NPV expresses how much reassurance a negative result provides in a given setting and is therefore central to interpreting screening and diagnostic results in context. The concept supports critical appraisal of diagnostic evidence; it describes how test results are interpreted across populations and is not a basis for individual diagnostic or treatment decisions.

Epidemiology

In low-prevalence settings, NPV tends to be high simply because most people are disease-free, which can make a negative result look strongly reassuring even when a test's sensitivity is modest.
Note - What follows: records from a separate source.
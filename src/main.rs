use anyhow::{Context, Result};
use staff_dashboard::console;
use staff_dashboard::core::config::Config;
use staff_dashboard::core::startup::{build_directory, open_store, start};
use staff_dashboard::core::state::AppState;
use staff_dashboard::core::tracing_init::init_tracing;
use std::env;
use std::io;
use std::path::PathBuf;
use tracing::info;

fn main() -> Result<()> {
    let args: Vec<String> = env::args().collect();

    // An explicit path must exist; the default one is optional
    let config = if args.len() > 1 {
        let config_path = PathBuf::from(&args[1]);
        Config::from_file(&config_path)
            .context(format!("Failed to load configuration from '{}'", config_path.display()))?
    } else {
        let config_path = PathBuf::from("config.toml");
        if config_path.exists() {
            Config::from_file(&config_path)
                .context(format!("Failed to load configuration from '{}'", config_path.display()))?
        } else {
            Config::default()
        }
    };

    // Initialize tracing/logging
    init_tracing(&config.logging);

    info!(
        storage_backend = ?config.storage.backend,
        storage_path = %config.storage.path.display(),
        key_prefix = %config.storage.key_prefix,
        startup_policy = ?config.startup.policy,
        log_level = %config.logging.level,
        log_format = %config.logging.format,
        "Staff dashboard starting"
    );

    let store = open_store(&config.storage)?;
    let directory = build_directory(&config.directory)?;

    let state = AppState::new(config, directory, store);

    match start(&state) {
        Some(user) => info!(user_id = %user.id, "Resumed saved session"),
        None => info!(users = state.directory.len(), "No saved session, waiting for login"),
    }

    let stdin = io::stdin();
    let stdout = io::stdout();
    console::run(&state, stdin.lock(), stdout.lock())?;

    info!("Staff dashboard exiting");
    Ok(())
}
//! Line-oriented dashboard front end
//!
//! Reads one [`Command`] per line and writes plain-text output. Session
//! changes and inbox updates are rendered from [`InboxEvent`]s, not from
//! the commands that caused them.

pub mod command;
pub mod render;

use crate::core::state::AppState;
use crate::events::{drain, InboxEvent};
use crate::models::notification::ActionKind;
use crate::stores::notification_store::NotificationDetail;
use crate::validation::login::normalize_id_input;
use anyhow::{Context, Result};
use command::{Command, HELP};
use std::io::{BufRead, Write};
use tracing::debug;

const LOGIN_PROMPT: &str = "Log in with: login <id> <password> [code]";

/// Run commands from `input` until it ends or `quit` is read
pub fn run<R: BufRead, W: Write>(state: &AppState, input: R, mut output: W) -> Result<()> {
    let mut events = state.events.subscribe();

    match state.session.active_user() {
        Some(_) => render_dashboard(state, &mut output)?,
        None => writeln!(output, "{}", LOGIN_PROMPT)?,
    }

    for line in input.lines() {
        let line = line.context("Failed to read command")?;
        if line.trim().is_empty() {
            continue;
        }

        match Command::parse(&line) {
            Ok(Command::Quit) => break,
            Ok(command) => execute(state, command, &mut output)?,
            Err(e) => writeln!(output, "{}", e)?,
        }

        for event in drain(&mut events) {
            render_event(state, &event, &mut output)?;
        }
    }

    output.flush()?;
    Ok(())
}

fn render_dashboard<W: Write>(state: &AppState, output: &mut W) -> Result<()> {
    if let Some(user) = state.session.active_user() {
        writeln!(output, "{}", render::render_header(&user, state.inbox.unread_count()))?;
        writeln!(output, "{}", render::render_inbox(&state.inbox.list()))?;
    }
    Ok(())
}

fn render_event<W: Write>(state: &AppState, event: &InboxEvent, output: &mut W) -> Result<()> {
    debug!(event = ?event, "Rendering event");
    match event {
        InboxEvent::SessionStarted { .. } => render_dashboard(state, output)?,
        InboxEvent::SessionEnded { user_id } => {
            writeln!(output, "Logged out of {}.", user_id)?;
            writeln!(output, "{}", LOGIN_PROMPT)?;
        }
        InboxEvent::Changed { unread, .. } => writeln!(output, "Unread: {}", unread)?,
    }
    Ok(())
}

/// Resolve an `action` target: a 1-based button number or an action name
fn resolve_action(state: &AppState, id: &str, target: &str) -> Option<ActionKind> {
    match target.parse::<usize>() {
        Ok(number) => {
            let notification = state.inbox.get(id)?;
            let detail = NotificationDetail::from(&notification);
            number
                .checked_sub(1)
                .and_then(|index| detail.actions.get(index))
                .map(|action| action.kind)
        }
        Err(_) => Some(ActionKind::parse_lenient(target)),
    }
}

fn not_found<W: Write>(output: &mut W, id: &str) -> std::io::Result<()> {
    writeln!(output, "No notification with ID {}.", id)
}

fn execute<W: Write>(state: &AppState, command: Command, output: &mut W) -> Result<()> {
    let needs_session = !matches!(
        command,
        Command::Login { .. } | Command::Logout | Command::Help | Command::Quit
    );
    if needs_session && !state.session.is_logged_in() {
        writeln!(output, "Not logged in. {}", LOGIN_PROMPT)?;
        return Ok(());
    }

    match command {
        Command::Login { id, password, two_step_code } => {
            // Same filtering the login form applies while typing
            let id = normalize_id_input(&id);
            if let Err(e) = state.session.authenticate(&id, &password, two_step_code.as_deref()) {
                writeln!(output, "{}", e)?;
            }
        }
        Command::Logout => {
            if state.session.is_logged_in() {
                state.session.end_session();
            } else {
                writeln!(output, "Not logged in.")?;
            }
        }
        Command::WhoAmI => {
            if let Some(user) = state.session.active_user() {
                writeln!(output, "{}", render::render_header(&user, state.inbox.unread_count()))?;
            }
        }
        Command::List => writeln!(output, "{}", render::render_inbox(&state.inbox.list()))?,
        Command::Open(id) => match state.inbox.open(&id) {
            Some(detail) => writeln!(output, "{}", render::render_detail(&detail))?,
            None => not_found(output, &id)?,
        },
        Command::MarkRead(id) => {
            if !state.inbox.set_read(&id, true) {
                not_found(output, &id)?;
            }
        }
        Command::MarkUnread(id) => {
            if !state.inbox.set_read(&id, false) {
                not_found(output, &id)?;
            }
        }
        Command::Toggle(id) => match state.inbox.toggle_read(&id) {
            Some(true) => writeln!(output, "{} marked read.", id)?,
            Some(false) => writeln!(output, "{} marked unread.", id)?,
            None => not_found(output, &id)?,
        },
        Command::Delete(id) => {
            if state.inbox.remove(&id) {
                writeln!(output, "Deleted {}.", id)?;
            } else {
                not_found(output, &id)?;
            }
        }
        Command::Action { id, target } => match resolve_action(state, &id, &target) {
            Some(kind) => {
                let outcome = state.inbox.dispatch_action(&id, kind);
                if outcome.close_view {
                    writeln!(output, "Ran {} on {}.", outcome.kind, id)?;
                }
            }
            None => writeln!(output, "No button {} on {}.", target, id)?,
        },
        Command::ClearRead => {
            let removed = state.inbox.clear_read();
            writeln!(output, "Removed {} read notification(s).", removed)?;
        }
        Command::ClearAll => {
            let removed = state.inbox.clear_all();
            writeln!(output, "Removed {} notification(s).", removed)?;
        }
        Command::Help => writeln!(output, "{}", HELP)?,
        Command::Quit => {}
    }

    Ok(())
}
Conversely, as prevalence rises, NPV declines, so like all predictive values it must be reported in relation to the relevant population rather than treated as a fixed test attribute.

History

The dependence of predictive values on prevalence was clarified as the diagnostic accuracy framework matured in the twentieth century, and the distinction between intrinsic test properties and population-dependent predictive performance was made accessible to clinicians through expository statistical writing in the 1990s.

Debates

Does a high negative predictive value mean a test is good at ruling out disease?
A high NPV may largely reflect low prevalence rather than strong test performance, so reassurance from a negative result should be judged against the underlying probability of disease and the test's likelihood ratios, not NPV alone.

Key figures

  • Douglas Altman
  • Martin Bland
  • Jonathan Deeks
  • David Grimes
  • Kenneth Schulz

Related topics

Seminal works

  • altman-bland-1994b
  • deeks-altman-2004
  • grimes-schulz-2002-screening

Frequently asked questions

Why is negative predictive value often high for rare conditions?
When a condition is rare, most people genuinely do not have it, so most negative results are correct, pushing NPV high largely because of low prevalence rather than test quality.
Is negative predictive value a property of the test?
No. It depends on the prevalence of the condition in the tested population as well as on the test's sensitivity and specificity, so the same test yields different predictive values in different settings.